Bowing to pressure from members of Congress, industry groups, and the public, the Department of Labor’s Employee Benefits Security Administration (EBSA) said Monday it would repropose its controversial rule amending the definition of fiduciary under the Employee Retirement Income Security Act (ERISA).
In announcing the decision, Phyllis Borzi (left), assistant secretary of EBSA, said the group has “said all along that we will take the time to get this right to ensure that we provide the strongest possible protections to business owners and retirement savers in plans and IRAs.” Investment advisors, she continued, “shouldn’t be able to steer retirees, workers, small businesses and others into investments that benefit the advisers at the expense of their clients. The consumer’s retirement security must come first.”
The decision to repropose, Borzi added, means that this important consumer protection initiative will benefit from additional input, review and consideration. “The agency agrees with stakeholders and lawmakers that more public input and greater research will strengthen the rule,” she said. The extended input will supplement more than 260 written public comments already received, as well as two days of open hearings and more than three dozen individual meetings with interested parties held by the agency.
The new proposed rule is expected to be issued in early 2012.
Consistent with the President Barack Obama’s January executive order on regulation, “the extended rulemaking process also will ensure that the public receives a full opportunity to review the agency’s updated economic analysis and revisions of the rule,” Borzi stated. EBSA, she pledged, will continue to coordinate closely with the Securities and Exchange Commission and the Commodities Futures Trading Commission (CFTC) to ensure that this effort is harmonized with other ongoing rulemaking.

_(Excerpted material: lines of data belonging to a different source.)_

//! UI Rendering
//!
//! Layout and rendering for the terminal search UI.

use crate::feed::rss_link;
use crate::tui::app::{App, NotificationLevel, View};
use crate::tui::theme::{Icons, Theme};
use ratatui::{
    layout::{Alignment, Constraint, Direction, Layout, Rect},
    text::{Line, Span},
    widgets::{Block, Borders, Clear, List, ListItem, ListState, Paragraph, Wrap},
    Frame,
};

/// Render the main UI
pub fn render(frame: &mut Frame, app: &App) {
    let notification_height = (app.notifications.len() as u16).min(4) * 2;

    let chunks = Layout::default()
        .direction(Direction::Vertical)
        .constraints([
            Constraint::Length(3),                   // Header
            Constraint::Length(3),                   // Input
            Constraint::Min(6),                      // Results
            Constraint::Length(notification_height), // Notifications
            Constraint::Length(1),                   // Status bar
        ])
        .split(frame.area());

    render_header(frame, chunks[0]);
    render_input(frame, chunks[1], app);
    render_results(frame, chunks[2], app);
    render_notifications(frame, chunks[3], app);
    render_status_bar(frame, chunks[4], app);

    if app.view == View::Help {
        render_help(frame);
    }
}

fn render_header(frame: &mut Frame, area: Rect) {
    let title = Paragraph::new(Line::from(vec![
        Span::styled("Podcast RSS Search", Theme::title()),
        Span::styled("  Enter a podcast name to get its RSS feed link", Theme::text_secondary()),
    ]))
    .alignment(Alignment::Center)
    .block(
        Block::default()
            .borders(Borders::ALL)
            .border_style(Theme::border()),
    );

    frame.render_widget(title, area);
}

fn render_input(frame: &mut Frame, area: Rect, app: &App) {
    let block = Block::default()
        .title(" Podcast name ")
        .borders(Borders::ALL)
        .border_style(if app.view == View::Search {
            Theme::border_focused()
        } else {
            Theme::border()
        });

    let inner = block.inner(area);
    frame.render_widget(block, area);
    frame.render_widget(&app.input, inner);
}

fn render_results(frame: &mut Frame, area: Rect, app: &App) {
    let block = Block::default()
        .title(format!(" Results ({}) ", app.results.len()))
        .borders(Borders::ALL)
        .border_style(Theme::border());

    if app.loading {
        let spinner = Icons::SPINNER[app.tick % Icons::SPINNER.len()];
        let paragraph = Paragraph::new(Line::from(Span::styled(
            format!("{} Searching...", spinner),
            Theme::active(),
        )))
        .block(block);
        frame.render_widget(paragraph, area);
        return;
    }

    if app.results.is_empty() {
        let paragraph = Paragraph::new(Line::from(Span::styled(
            "Type a podcast name and press Enter",
            Theme::text_dim(),
        )))
        .block(block);
        frame.render_widget(paragraph, area);
        return;
    }

    let items: Vec<ListItem> = app
        .results
        .iter()
        .map(|result| {
            ListItem::new(vec![
                Line::from(Span::styled(result.name.clone(), Theme::heading())),
                Line::from(vec![
                    Span::styled("  RSS: ", Theme::text_secondary()),
                    Span::styled(rss_link(&result.seq), Theme::link()),
                ]),
            ])
        })
        .collect();

    let list = List::new(items)
        .block(block)
        .highlight_style(Theme::selected())
        .highlight_symbol(Icons::SELECTED);

    let mut state = ListState::default().with_selected(Some(app.selected));
    frame.render_stateful_widget(list, area, &mut state);
}

fn render_notifications(frame: &mut Frame, area: Rect, app: &App) {
    if area.height == 0 {
        return;
    }

    let lines: Vec<Line> = app
        .notifications
        .iter()
        .rev()
        .take(4)
        .flat_map(|n| {
            let (icon, style) = match n.level {
                NotificationLevel::Info => (Icons::INFO, Theme::warning()),
                NotificationLevel::Success => (Icons::SUCCESS, Theme::success()),
                NotificationLevel::Error => (Icons::ERROR, Theme::error()),
            };
            vec![
                Line::from(Span::styled(format!("{} {}", icon, n.title), style)),
                Line::from(Span::styled(
                    format!("  {}", n.description.clone().unwrap_or_default()),
                    Theme::text(),
                )),
            ]
        })
        .collect();

    frame.render_widget(Paragraph::new(lines).wrap(Wrap { trim: false }), area);
}

fn render_status_bar(frame: &mut Frame, area: Rect, app: &App) {
    let status = if app.loading {
        Span::styled("Searching...", Theme::active())
    } else {
        Span::styled("Ready", Theme::text_secondary())
    };

    let shortcuts = vec![
        Span::styled(" [Enter]", Theme::shortcut_key()),
        Span::styled(" Search ", Theme::shortcut_desc()),
        Span::styled("[↑/↓]", Theme::shortcut_key()),
        Span::styled(" Select ", Theme::shortcut_desc()),
        Span::styled("[Ctrl+Y]", Theme::shortcut_key()),
        Span::styled(" Copy link ", Theme::shortcut_desc()),
        Span::styled("[Ctrl+Q]", Theme::shortcut_key()),
        Span::styled(" Quit ", Theme::shortcut_desc()),
        Span::styled("[F1]", Theme::shortcut_key()),
        Span::styled(" Help", Theme::shortcut_desc()),
    ];

    let line = Line::from(
        std::iter::once(status)
            .chain(std::iter::once(Span::raw(" │ ")))
            .chain(shortcuts)
            .collect::<Vec<_>>(),
    );

    frame.render_widget(Paragraph::new(line), area);
}

fn render_help(frame: &mut Frame) {
    let area = centered_rect(60, 50, frame.area());
    frame.render_widget(Clear, area);

    let help_lines = vec![
        Line::from(Span::styled("Keyboard Shortcuts", Theme::heading())),
        Line::from(""),
        Line::from(vec![
            Span::styled("Enter        ", Theme::shortcut_key()),
            Span::styled("Search (cancels a running search)", Theme::text()),
        ]),
        Line::from(vec![
            Span::styled("↑/↓          ", Theme::shortcut_key()),
            Span::styled("Select result", Theme::text()),
        ]),
        Line::from(vec![
            Span::styled("Ctrl+Y / F2  ", Theme::shortcut_key()),
            Span::styled("Copy RSS link of selected result", Theme::text()),
        ]),
        Line::from(vec![
            Span::styled("Ctrl+Q       ", Theme::shortcut_key()),
            Span::styled("Quit", Theme::text()),
        ]),
        Line::from(vec![
            Span::styled("Esc          ", Theme::shortcut_key()),
            Span::styled("Close help", Theme::text()),
        ]),
        Line::from(""),
        Line::from(Span::styled("Press any key to close", Theme::text_dim())),
    ];

    let paragraph = Paragraph::new(help_lines).block(
        Block::default()
            .title(" Help ")
            .borders(Borders::ALL)
            .border_style(Theme::border_focused()),
    );

    frame.render_widget(paragraph, area);
}

/// Helper to create a centered rect
pub fn centered_rect(percent_x: u16, percent_y: u16, area: Rect) -> Rect {
    let popup_layout = Layout::default()
        .direction(Direction::Vertical)
        .constraints([
            Constraint::Percentage((100 - percent_y) / 2),
            Constraint::Percentage(percent_y),
            Constraint::Percentage((100 - percent_y) / 2),
        ])
        .split(area);

    Layout::default()
        .direction(Direction::Horizontal)
        .constraints([
            Constraint::Percentage((100 - percent_x) / 2),
            Constraint::Percentage(percent_x),
            Constraint::Percentage((100 - percent_x) / 2),
        ])
        .split(popup_layout[1])[1]
}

Borzi then offered details on areas of the rule that will likely be revised. EBSA, she said, anticipates revising provisions of the rule including, but not restricted to, clarifying that “fiduciary advice is limited to individualized advice directed to specific parties, responding to concerns about the application of the regulation to routine appraisals and clarifying the limits of the rule’s application to arm’s length commercial transactions, such as swap transactions.”

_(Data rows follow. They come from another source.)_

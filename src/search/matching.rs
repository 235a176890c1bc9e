//! Exact-match selection
//!
//! A result is an exact match when its name equals the query ignoring case.
//! When several results qualify, the first in upstream order wins.

use crate::models::PodcastResult;

#[derive(Debug, Clone, PartialEq)]
pub enum MatchOutcome {
    /// Upstream returned nothing
    Empty,
    /// The first result whose name matches the query
    Exact(PodcastResult),
    /// No exact match; every result, in upstream order
    Related(Vec<PodcastResult>),
}

pub fn select_results(query: &str, results: Vec<PodcastResult>) -> MatchOutcome {
    if results.is_empty() {
        return MatchOutcome::Empty;
    }

    match results.iter().position(|r| r.is_exact_match(query)) {
        Some(index) => {
            let mut results = results;
            MatchOutcome::Exact(results.swap_remove(index))
        }
        None => MatchOutcome::Related(results),
    }
}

Also anticipated are exemptions addressing concerns about the impact of the new regulation on the current fee practices of brokers and advisors, Borzi said, and “clarifying the continued applicability of exemptions that have long been in existence that allow brokers to receive commissions in connection with mutual funds, stocks and insurance products.” EBSA, she continued, “will carefully craft new or amended exemptions that can best preserve beneficial fee practices, while at the same time protecting plan participants and individual retirement account owners from abusive practices and conflicted advice.”
EBSA is also seeking to amend a 1975 regulation, which defines when a person providing investment advice becomes a fiduciary under ERISA, in order to adapt the rule to the current retirement marketplace. “The proposal’s goal is to ensure that potential conflicts of interest among advisers are not allowed to compromise the quality of investment advice that millions of American workers rely on, so they can retire with the dignity that they have worked hard to achieve,” Borzi said.

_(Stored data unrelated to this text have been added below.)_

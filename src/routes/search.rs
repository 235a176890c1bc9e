//! Podcast Search Route
//!
//! `GET /api/search?q=<name>` proxies the query to Podwise and narrows the
//! results to a single podcast when one matches the name exactly.

use axum::{
    extract::{rejection::QueryRejection, Query, State},
    routing::get,
    Json, Router,
};
use tracing::{info, warn};

use crate::models::{AppState, SearchQuery, SearchResults};
use crate::search::{select_results, MatchOutcome};
use crate::types::{AppError, AppResult};

pub fn router(state: AppState) -> Router {
    Router::new()
        .route("/api/search", get(search_podcasts))
        .with_state(state)
}

pub async fn search_podcasts(
    State(state): State<AppState>,
    params: Result<Query<Vec<(String, String)>>, QueryRejection>,
) -> AppResult<Json<SearchResults>> {
    // A repeated `q` is not an error: the first one wins
    let raw = match params {
        Ok(Query(pairs)) => pairs.into_iter().find(|(key, _)| key == "q").map(|(_, value)| value),
        Err(rejection) => {
            warn!(error = %rejection, "Malformed search query string");
            None
        }
    };
    let query = SearchQuery::parse(raw)?;

    let results = state.search.search(query.as_str()).await?;

    match select_results(query.as_str(), results) {
        MatchOutcome::Empty => Err(AppError::NotFound),
        MatchOutcome::Exact(podcast) => {
            info!(query = %query.as_str(), seq = %podcast.seq, "Exact match found");
            Ok(Json(SearchResults {
                result: vec![podcast],
                exact_match: true,
            }))
        }
        MatchOutcome::Related(result) => {
            info!(query = %query.as_str(), count = result.len(), "No exact match, returning related results");
            Ok(Json(SearchResults {
                result,
                exact_match: false,
            }))
        }
    }
}

#[cfg(test)]
mod tests {
    use super::*;
    use crate::config::Config;
    use crate::models::{ErrorResponse, PodcastResult};
    use crate::search::{PodcastSearch, SearchError};
    use async_trait::async_trait;
    use axum::{
        body::Body,
        http::{Request, StatusCode},
    };
    use std::sync::atomic::{AtomicUsize, Ordering};
    use std::sync::{Arc, Mutex};
    use tower::ServiceExt;

    /// Upstream stand-in that records every query it receives
    struct StubSearch {
        response: fn() -> Result<Vec<PodcastResult>, SearchError>,
        calls: AtomicUsize,
        queries: Mutex<Vec<String>>,
    }

    impl StubSearch {
        fn new(response: fn() -> Result<Vec<PodcastResult>, SearchError>) -> Arc<Self> {
            Arc::new(Self {
                response,
                calls: AtomicUsize::new(0),
                queries: Mutex::new(Vec::new()),
            })
        }
    }

    #[async_trait]
    impl PodcastSearch for StubSearch {
        async fn search(&self, query: &str) -> Result<Vec<PodcastResult>, SearchError> {
            self.calls.fetch_add(1, Ordering::SeqCst);
            self.queries.lock().unwrap().push(query.to_string());
            (self.response)()
        }
    }

    fn test_show_results() -> Result<Vec<PodcastResult>, SearchError> {
        Ok(vec![
            PodcastResult::new("Test Show", "123"),
            PodcastResult::new("Test Show Extended", "456"),
        ])
    }

    async fn send_get(stub: Arc<StubSearch>, uri: &str) -> (StatusCode, serde_json::Value) {
        let state = AppState::with_search(Config::default(), stub);
        let response = router(state)
            .oneshot(Request::builder().uri(uri).body(Body::empty()).unwrap())
            .await
            .unwrap();

        let status = response.status();
        let bytes = axum::body::to_bytes(response.into_body(), usize::MAX)
            .await
            .unwrap();
        (status, serde_json::from_slice(&bytes).unwrap())
    }

    #[tokio::test]
    async fn test_exact_match() {
        let stub = StubSearch::new(test_show_results);
        let (status, body) = send_get(stub.clone(), "/api/search?q=Test%20Show").await;

        assert_eq!(status, StatusCode::OK);
        assert_eq!(
            body,
            serde_json::json!({
                "result": [{"name": "Test Show", "seq": "123"}],
                "exactMatch": true
            })
        );
        assert_eq!(*stub.queries.lock().unwrap(), vec!["Test Show".to_string()]);
    }

    #[tokio::test]
    async fn test_exact_match_case_insensitive() {
        let stub = StubSearch::new(test_show_results);
        let (status, body) = send_get(stub, "/api/search?q=test+show+EXTENDED").await;

        assert_eq!(status, StatusCode::OK);
        assert_eq!(body["exactMatch"], true);
        assert_eq!(body["result"][0]["seq"], "456");
        assert_eq!(body["result"].as_array().unwrap().len(), 1);
    }

    #[tokio::test]
    async fn test_related_results() {
        let stub = StubSearch::new(test_show_results);
        let (status, body) = send_get(stub, "/api/search?q=Test").await;

        assert_eq!(status, StatusCode::OK);
        let parsed: SearchResults = serde_json::from_value(body).unwrap();
        assert!(!parsed.exact_match);
        assert_eq!(parsed.result, test_show_results().unwrap());
    }

    #[tokio::test]
    async fn test_missing_query() {
        let stub = StubSearch::new(test_show_results);
        for uri in ["/api/search", "/api/search?q=", "/api/search?q=%20%20"] {
            let (status, body) = send_get(stub.clone(), uri).await;
            assert_eq!(status, StatusCode::BAD_REQUEST);
            assert_eq!(body["error"], "Query parameter is required");
        }
        assert_eq!(stub.calls.load(Ordering::SeqCst), 0);
    }

    #[tokio::test]
    async fn test_repeated_query_uses_first() {
        let stub = StubSearch::new(test_show_results);
        let (status, body) = send_get(stub.clone(), "/api/search?q=Test%20Show&q=other").await;

        assert_eq!(status, StatusCode::OK);
        assert_eq!(body["exactMatch"], true);
        assert_eq!(body["result"][0]["seq"], "123");
        assert_eq!(stub.calls.load(Ordering::SeqCst), 1);
        assert_eq!(*stub.queries.lock().unwrap(), vec!["Test Show".to_string()]);
    }

    #[tokio::test]
    async fn test_no_results() {
        let stub = StubSearch::new(|| Ok(vec![]));
        let (status, body) = send_get(stub.clone(), "/api/search?q=xyz").await;

        assert_eq!(status, StatusCode::NOT_FOUND);
        let parsed: ErrorResponse = serde_json::from_value(body).unwrap();
        assert_eq!(parsed.error, "No results found");
        assert_eq!(stub.calls.load(Ordering::SeqCst), 1);
    }

    #[tokio::test]
    async fn test_upstream_failure() {
        let stub = StubSearch::new(|| Err(SearchError::RequestFailed("connection reset".into())));
        let (status, body) = send_get(stub, "/api/search?q=anything").await;

        assert_eq!(status, StatusCode::INTERNAL_SERVER_ERROR);
        assert_eq!(body, serde_json::json!({"error": "Failed to fetch data"}));
    }

    #[tokio::test]
    async fn test_upstream_parse_failure() {
        let stub = StubSearch::new(|| Err(SearchError::ParseError("expected value".into())));
        let (status, body) = send_get(stub, "/api/search?q=anything").await;

        assert_eq!(status, StatusCode::INTERNAL_SERVER_ERROR);
        assert_eq!(body["error"], "Failed to fetch data");
    }
}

Brad Campbell, the former head of EBSA who’s now counsel with the law firm Schiff Hardin in Washington, has been urging Borzi to repropose the fiduciary rule for some time. He told AdvisorOne in an email message on Monday that reproposing the rule “is the right decision as a matter of regulatory process and good public policy.” The issues raised by the proposal, he said, “are complex, and rushing to a final rule would have increased costs and uncertainty, as well as embroiling the Department in extensive litigation.”
Industry groups were quick to weigh in with their response. Dale Brown, president and CEO of the Financial Services Institute (FSI), said FSI applauds DOL and Borzi “for recognizing the correct course of action and taking steps to get the rule right for investors and financial advisors. The rule, as proposed, would have serious negative consequences for Main Street Americans in need of retirement advice.”
Robert Miller, president of the National Association of Insurance and Financial Advisors (NAIFA) said in a statement that NAIFA “is gratified that the Department of Labor has decided to repropose its fiduciary rule and clarify what types of investment information and fee arrangements will be exempted.”
NAIFA, he continued, looks “forward to reviewing the new proposal with a singular focus on ensuring that middle-market investors continue to have access to affordable professional investment guidance for their retirement planning.”
Ken Bentsen, executive VP of public policy for the Securities Industry Financial Markets Association (SIFMA), agreed that EBSA made the “right decision” by re-proposing its rule. “Since the beginning,” he said, “we have raised significant concerns about the proposal and lack of cost-benefit analysis on a rule that would affect millions of IRA holders and plan participants. We appreciate the Department’s announcement that they indeed will conduct further economic analysis and make changes that will be included in the new proposed rule.”